Where does the word "iter" show up in the records? Copy every line that has it.

#####

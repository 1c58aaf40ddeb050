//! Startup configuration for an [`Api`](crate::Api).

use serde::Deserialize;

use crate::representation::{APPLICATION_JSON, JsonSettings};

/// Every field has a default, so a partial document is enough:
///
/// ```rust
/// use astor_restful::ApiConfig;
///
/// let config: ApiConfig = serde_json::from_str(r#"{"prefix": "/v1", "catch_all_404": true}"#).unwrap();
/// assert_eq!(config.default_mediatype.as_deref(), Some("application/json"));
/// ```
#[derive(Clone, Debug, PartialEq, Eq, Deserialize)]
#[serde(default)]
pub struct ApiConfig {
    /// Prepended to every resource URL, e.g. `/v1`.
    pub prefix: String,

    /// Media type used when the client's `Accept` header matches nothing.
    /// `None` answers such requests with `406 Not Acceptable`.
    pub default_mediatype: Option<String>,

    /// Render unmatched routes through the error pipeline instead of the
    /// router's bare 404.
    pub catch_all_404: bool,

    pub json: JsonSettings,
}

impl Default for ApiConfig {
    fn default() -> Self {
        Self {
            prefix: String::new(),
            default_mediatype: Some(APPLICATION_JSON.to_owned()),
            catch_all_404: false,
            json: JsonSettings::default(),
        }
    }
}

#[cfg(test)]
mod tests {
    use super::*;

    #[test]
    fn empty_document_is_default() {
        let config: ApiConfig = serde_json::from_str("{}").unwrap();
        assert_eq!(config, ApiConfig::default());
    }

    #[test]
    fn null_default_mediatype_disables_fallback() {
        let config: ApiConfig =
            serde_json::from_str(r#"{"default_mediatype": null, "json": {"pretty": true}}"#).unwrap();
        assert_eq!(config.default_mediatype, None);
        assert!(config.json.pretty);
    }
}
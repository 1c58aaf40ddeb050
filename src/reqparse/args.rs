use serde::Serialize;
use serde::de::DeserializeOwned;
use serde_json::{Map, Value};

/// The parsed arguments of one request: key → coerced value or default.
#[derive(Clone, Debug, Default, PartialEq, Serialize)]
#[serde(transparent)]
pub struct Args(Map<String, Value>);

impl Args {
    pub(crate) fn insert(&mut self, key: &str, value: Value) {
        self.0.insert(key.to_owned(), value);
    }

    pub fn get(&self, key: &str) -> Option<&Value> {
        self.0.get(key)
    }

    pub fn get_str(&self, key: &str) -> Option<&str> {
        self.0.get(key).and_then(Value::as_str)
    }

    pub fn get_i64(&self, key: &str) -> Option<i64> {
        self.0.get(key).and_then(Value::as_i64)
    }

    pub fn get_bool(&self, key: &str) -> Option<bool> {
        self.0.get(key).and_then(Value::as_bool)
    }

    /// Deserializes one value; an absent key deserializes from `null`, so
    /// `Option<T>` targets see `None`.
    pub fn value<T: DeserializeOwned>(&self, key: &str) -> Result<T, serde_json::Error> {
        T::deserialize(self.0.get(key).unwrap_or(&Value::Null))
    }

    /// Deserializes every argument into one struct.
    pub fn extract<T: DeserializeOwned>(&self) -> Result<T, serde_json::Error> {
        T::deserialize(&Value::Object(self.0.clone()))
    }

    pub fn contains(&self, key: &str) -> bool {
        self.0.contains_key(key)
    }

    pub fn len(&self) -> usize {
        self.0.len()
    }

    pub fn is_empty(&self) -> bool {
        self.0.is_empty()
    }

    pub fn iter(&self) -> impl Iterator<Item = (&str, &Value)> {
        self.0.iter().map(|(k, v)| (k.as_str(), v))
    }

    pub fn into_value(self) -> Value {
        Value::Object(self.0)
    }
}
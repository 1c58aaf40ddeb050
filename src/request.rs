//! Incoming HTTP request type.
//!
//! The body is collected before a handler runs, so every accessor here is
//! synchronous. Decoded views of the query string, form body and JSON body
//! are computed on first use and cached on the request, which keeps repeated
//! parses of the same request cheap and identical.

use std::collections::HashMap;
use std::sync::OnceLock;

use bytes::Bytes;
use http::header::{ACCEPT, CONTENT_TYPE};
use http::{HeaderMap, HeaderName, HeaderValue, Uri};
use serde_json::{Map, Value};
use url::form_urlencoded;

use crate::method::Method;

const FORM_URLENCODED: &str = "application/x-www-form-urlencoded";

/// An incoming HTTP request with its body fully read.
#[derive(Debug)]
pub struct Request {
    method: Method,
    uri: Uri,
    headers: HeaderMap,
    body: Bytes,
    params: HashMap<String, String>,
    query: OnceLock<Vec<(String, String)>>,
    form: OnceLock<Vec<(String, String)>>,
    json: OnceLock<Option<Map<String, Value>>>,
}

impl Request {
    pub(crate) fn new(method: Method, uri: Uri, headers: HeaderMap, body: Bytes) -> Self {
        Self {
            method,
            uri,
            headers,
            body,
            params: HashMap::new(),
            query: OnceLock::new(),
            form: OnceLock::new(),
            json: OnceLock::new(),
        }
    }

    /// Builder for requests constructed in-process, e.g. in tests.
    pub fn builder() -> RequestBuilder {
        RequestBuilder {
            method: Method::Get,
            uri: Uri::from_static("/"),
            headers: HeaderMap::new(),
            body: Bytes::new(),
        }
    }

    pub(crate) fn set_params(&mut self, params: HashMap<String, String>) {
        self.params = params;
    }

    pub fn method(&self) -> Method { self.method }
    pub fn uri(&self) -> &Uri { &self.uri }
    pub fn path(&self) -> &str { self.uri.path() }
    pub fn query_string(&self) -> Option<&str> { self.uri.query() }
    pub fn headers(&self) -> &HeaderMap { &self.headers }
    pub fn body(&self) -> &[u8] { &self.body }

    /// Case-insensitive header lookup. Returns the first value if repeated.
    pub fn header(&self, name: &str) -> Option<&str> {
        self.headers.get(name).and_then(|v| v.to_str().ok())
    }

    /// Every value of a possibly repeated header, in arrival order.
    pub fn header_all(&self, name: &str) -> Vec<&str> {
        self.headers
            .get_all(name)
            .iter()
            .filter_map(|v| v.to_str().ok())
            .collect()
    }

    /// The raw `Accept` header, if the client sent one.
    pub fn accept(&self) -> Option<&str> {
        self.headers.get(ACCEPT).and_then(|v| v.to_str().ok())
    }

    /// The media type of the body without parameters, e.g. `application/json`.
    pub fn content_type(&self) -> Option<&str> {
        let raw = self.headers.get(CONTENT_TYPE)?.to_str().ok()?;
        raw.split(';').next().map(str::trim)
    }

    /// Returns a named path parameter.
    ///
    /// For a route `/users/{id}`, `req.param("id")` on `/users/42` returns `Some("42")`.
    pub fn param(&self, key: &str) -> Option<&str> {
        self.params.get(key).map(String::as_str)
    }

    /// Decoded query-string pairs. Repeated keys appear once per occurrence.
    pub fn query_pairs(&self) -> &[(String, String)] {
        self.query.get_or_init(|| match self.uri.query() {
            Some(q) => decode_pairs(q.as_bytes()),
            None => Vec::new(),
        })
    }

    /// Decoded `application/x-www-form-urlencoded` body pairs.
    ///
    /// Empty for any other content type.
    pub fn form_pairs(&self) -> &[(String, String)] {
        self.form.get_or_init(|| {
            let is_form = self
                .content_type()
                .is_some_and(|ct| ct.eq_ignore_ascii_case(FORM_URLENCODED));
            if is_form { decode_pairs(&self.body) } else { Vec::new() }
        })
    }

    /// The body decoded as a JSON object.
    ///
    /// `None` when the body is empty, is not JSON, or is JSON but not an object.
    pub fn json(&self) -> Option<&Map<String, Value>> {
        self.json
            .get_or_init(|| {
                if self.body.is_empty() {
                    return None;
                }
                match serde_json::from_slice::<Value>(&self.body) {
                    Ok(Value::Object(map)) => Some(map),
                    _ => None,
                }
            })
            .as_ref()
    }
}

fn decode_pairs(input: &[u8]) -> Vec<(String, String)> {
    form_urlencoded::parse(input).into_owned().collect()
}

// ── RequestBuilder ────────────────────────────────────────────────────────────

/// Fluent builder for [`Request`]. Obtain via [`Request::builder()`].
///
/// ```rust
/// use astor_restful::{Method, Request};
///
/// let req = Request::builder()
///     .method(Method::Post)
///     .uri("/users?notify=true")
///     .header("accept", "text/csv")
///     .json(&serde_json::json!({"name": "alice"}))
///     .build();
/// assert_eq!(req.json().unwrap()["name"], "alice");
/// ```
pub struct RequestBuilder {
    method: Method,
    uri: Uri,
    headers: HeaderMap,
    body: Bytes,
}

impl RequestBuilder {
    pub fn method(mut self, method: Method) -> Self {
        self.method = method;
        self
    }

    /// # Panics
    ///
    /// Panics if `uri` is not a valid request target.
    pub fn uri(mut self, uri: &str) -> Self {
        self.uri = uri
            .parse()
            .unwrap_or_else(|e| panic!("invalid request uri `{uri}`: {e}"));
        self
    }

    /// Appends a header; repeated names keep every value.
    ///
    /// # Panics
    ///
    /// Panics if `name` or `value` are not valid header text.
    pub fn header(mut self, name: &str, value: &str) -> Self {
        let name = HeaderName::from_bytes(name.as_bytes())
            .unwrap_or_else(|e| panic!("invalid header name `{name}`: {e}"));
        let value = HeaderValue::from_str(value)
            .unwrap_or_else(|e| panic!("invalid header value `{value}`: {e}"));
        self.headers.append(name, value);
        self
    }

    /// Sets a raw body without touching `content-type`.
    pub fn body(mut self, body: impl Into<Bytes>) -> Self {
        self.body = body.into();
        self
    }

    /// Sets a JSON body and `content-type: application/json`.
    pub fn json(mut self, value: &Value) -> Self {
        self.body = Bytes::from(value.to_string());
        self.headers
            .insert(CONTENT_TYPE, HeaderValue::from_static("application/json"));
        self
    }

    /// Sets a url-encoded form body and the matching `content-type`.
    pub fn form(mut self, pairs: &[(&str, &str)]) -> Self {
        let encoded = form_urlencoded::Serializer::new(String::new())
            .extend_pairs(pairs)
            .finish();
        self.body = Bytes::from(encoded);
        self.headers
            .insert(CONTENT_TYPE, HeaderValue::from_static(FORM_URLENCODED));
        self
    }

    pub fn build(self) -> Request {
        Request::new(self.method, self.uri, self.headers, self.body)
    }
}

#####

## Exercise answer
    pub fn iter(&self) -> impl Iterator<Item = (&str, &Value)> {
        self.0.iter().map(|(k, v)| (k.as_str(), v))
            .iter()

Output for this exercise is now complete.